Então por que menosprezar a lágrima dos que sofrem
E dizer ser pouco o sincero beijo que deram em seu rosto
Ou o afago dado a qualquer hora, sem pudores
Por pessoas que ainda brilham diferentes cores
Quando todos os desejos em dois olhos cabem
E o mesmo amor que destes beijos nasce
Fez nascerem todos os outros amores
E é tudo o que, no fim, afaga nossas dores?
Afinal, a mesma vida onde o mundo gira em dança
Desabrochará cada flor, sorriso e esperança.
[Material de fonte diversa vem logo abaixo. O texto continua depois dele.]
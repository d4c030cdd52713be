//! Fail-fast input validation, performed before any provider call.

use switchboard_core::config::LimitsConfig;
use switchboard_core::Attachment;

/// The only media type accepted for uploads.
pub const PDF_MEDIA_TYPE: &str = "application/pdf";

/// Input rejections, each with a distinct user-facing cause.
#[derive(Debug, PartialEq, Eq, thiserror::Error)]
pub enum ValidationError {
    #[error("message cannot be empty")]
    EmptyMessage,
    #[error("message exceeds maximum length of {0} characters")]
    MessageTooLong(usize),
    #[error("invalid file type '{0}'; please upload a PDF")]
    InvalidMediaType(String),
    #[error("file size {size} bytes exceeds the {limit} byte limit")]
    FileTooLarge { size: usize, limit: usize },
    #[error("document has {pages} pages, exceeding the {limit} page limit")]
    TooManyPages { pages: usize, limit: usize },
    #[error("could not read the PDF file; it may be corrupted")]
    UnreadableFile,
    #[error("this endpoint requires an uploaded PDF file")]
    MissingFile,
}

/// Validate message bounds.
pub fn validate_message(message: &str, limits: &LimitsConfig) -> Result<(), ValidationError> {
    if message.is_empty() {
        return Err(ValidationError::EmptyMessage);
    }
    let chars = message.chars().count();
    if chars > limits.max_message_chars {
        return Err(ValidationError::MessageTooLong(limits.max_message_chars));
    }
    Ok(())
}

/// Validate an uploaded file: media type, then size, then page count.
///
/// Checks are ordered cheapest first, so an oversize upload is never parsed.
pub fn validate_attachment(
    attachment: &Attachment,
    limits: &LimitsConfig,
) -> Result<(), ValidationError> {
    if attachment.content_type != PDF_MEDIA_TYPE {
        return Err(ValidationError::InvalidMediaType(
            attachment.content_type.clone(),
        ));
    }
    if attachment.bytes.len() > limits.max_file_bytes {
        return Err(ValidationError::FileTooLarge {
            size: attachment.bytes.len(),
            limit: limits.max_file_bytes,
        });
    }
    let pages = count_pdf_pages(&attachment.bytes)?;
    if pages > limits.max_file_pages {
        return Err(ValidationError::TooManyPages {
            pages,
            limit: limits.max_file_pages,
        });
    }
    Ok(())
}

/// Count the pages of a PDF by walking its page tree.
pub fn count_pdf_pages(bytes: &[u8]) -> Result<usize, ValidationError> {
    let document =
        lopdf::Document::load_mem(bytes).map_err(|_| ValidationError::UnreadableFile)?;
    Ok(document.get_pages().len())
}

// =============================================================================
// Test fixtures
// =============================================================================

/// Fixture PDFs for this crate's tests, synthesized with the same library
/// that backs validation.
#[cfg(test)]
pub(crate) mod testutil {
    use lopdf::{dictionary, Document, Object};

    /// Synthesize a minimal valid PDF with the given number of empty pages.
    pub(crate) fn make_pdf(pages: usize) -> Vec<u8> {
        let mut doc = Document::with_version("1.5");
        let pages_id = doc.new_object_id();

        let kids: Vec<Object> = (0..pages)
            .map(|_| {
                let content_id =
                    doc.add_object(lopdf::Stream::new(dictionary! {}, Vec::new()));
                doc.add_object(dictionary! {
                    "Type" => "Page",
                    "Parent" => pages_id,
                    "Contents" => content_id,
                })
                .into()
            })
            .collect();

        let count = kids.len() as i64;
        doc.objects.insert(
            pages_id,
            Object::Dictionary(dictionary! {
                "Type" => "Pages",
                "Kids" => kids,
                "Count" => count,
                "MediaBox" => vec![0.into(), 0.into(), 612.into(), 792.into()],
            }),
        );
        let catalog_id = doc.add_object(dictionary! {
            "Type" => "Catalog",
            "Pages" => pages_id,
        });
        doc.trailer.set("Root", catalog_id);

        let mut bytes = Vec::new();
        doc.save_to(&mut bytes).expect("serialize fixture PDF");
        bytes
    }
}

// =============================================================================
// Tests
// =============================================================================
//! Adapter for the document question-answering provider.

use async_trait::async_trait;
use reqwest::multipart::{Form, Part};
use serde_json::Value;

use switchboard_core::{Capability, HealthStatus};

use crate::adapter::{probe_url, read_json, BackendAdapter, ProviderCall, SessionContext};
use crate::error::BackendError;

/// Calls the PDF question-answering service.
///
/// Wire contract: `POST {base}/ask` as multipart form with a `question`
/// field and a `file` part, answering `{answer}`.
pub struct DocumentAdapter {
    client: reqwest::Client,
    base_url: String,
}

impl DocumentAdapter {
    pub fn new(base_url: &str) -> Self {
        Self {
            client: reqwest::Client::new(),
            base_url: base_url.trim_end_matches('/').to_string(),
        }
    }
}

#[async_trait]
impl BackendAdapter for DocumentAdapter {
    fn capability(&self) -> Capability {
        Capability::Document
    }

    async fn invoke(
        &self,
        call: &ProviderCall,
        _context: &SessionContext,
    ) -> Result<Value, BackendError> {
        // The router validates attachments before dispatch; reaching this
        // point without one is a caller bug, not a provider outage.
        let attachment = call.attachment.as_ref().ok_or_else(|| {
            BackendError::InvalidRequest("document call without an attachment".to_string())
        })?;

        let file_part = Part::bytes(attachment.bytes.clone())
            .file_name(attachment.filename.clone())
            .mime_str(&attachment.content_type)
            .map_err(|e| BackendError::InvalidRequest(e.to_string()))?;
        let form = Form::new()
            .text("question", call.query.clone())
            .part("file", file_part);

        let deadline_ms = call.deadline.as_millis() as u64;
        let response = self
            .client
            .post(format!("{}/ask", self.base_url))
            .timeout(call.deadline)
            .multipart(form)
            .send()
            .await
            .map_err(|e| BackendError::from_transport(e, deadline_ms))?;

        read_json(response, deadline_ms).await
    }

    async fn probe(&self) -> HealthStatus {
        probe_url(&self.client, &format!("{}/health", self.base_url)).await
    }
}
O amor é único, como todo sentimento
Que não vê a quem e não procura razão
Não aspira por privação ou negação
E não tem tamanho, padrão ou momento
Pois a mesma vida que cria gigantes
Faz brotar da terra infinitos bichos rastejantes
E o mesmo contar do relógio que matou o vil inseto
Tornará poeira cada centímetro de concreto
Que hoje faz parte da nossa pretensiosa criação.
Extremos que fariam morrer o sentido do horizonte
Se prendêssemos o livre em nossas mãos
E tão logo perder-se-ia o sentido da imensidão
Se ela não coubesse em nossa própria imaginação.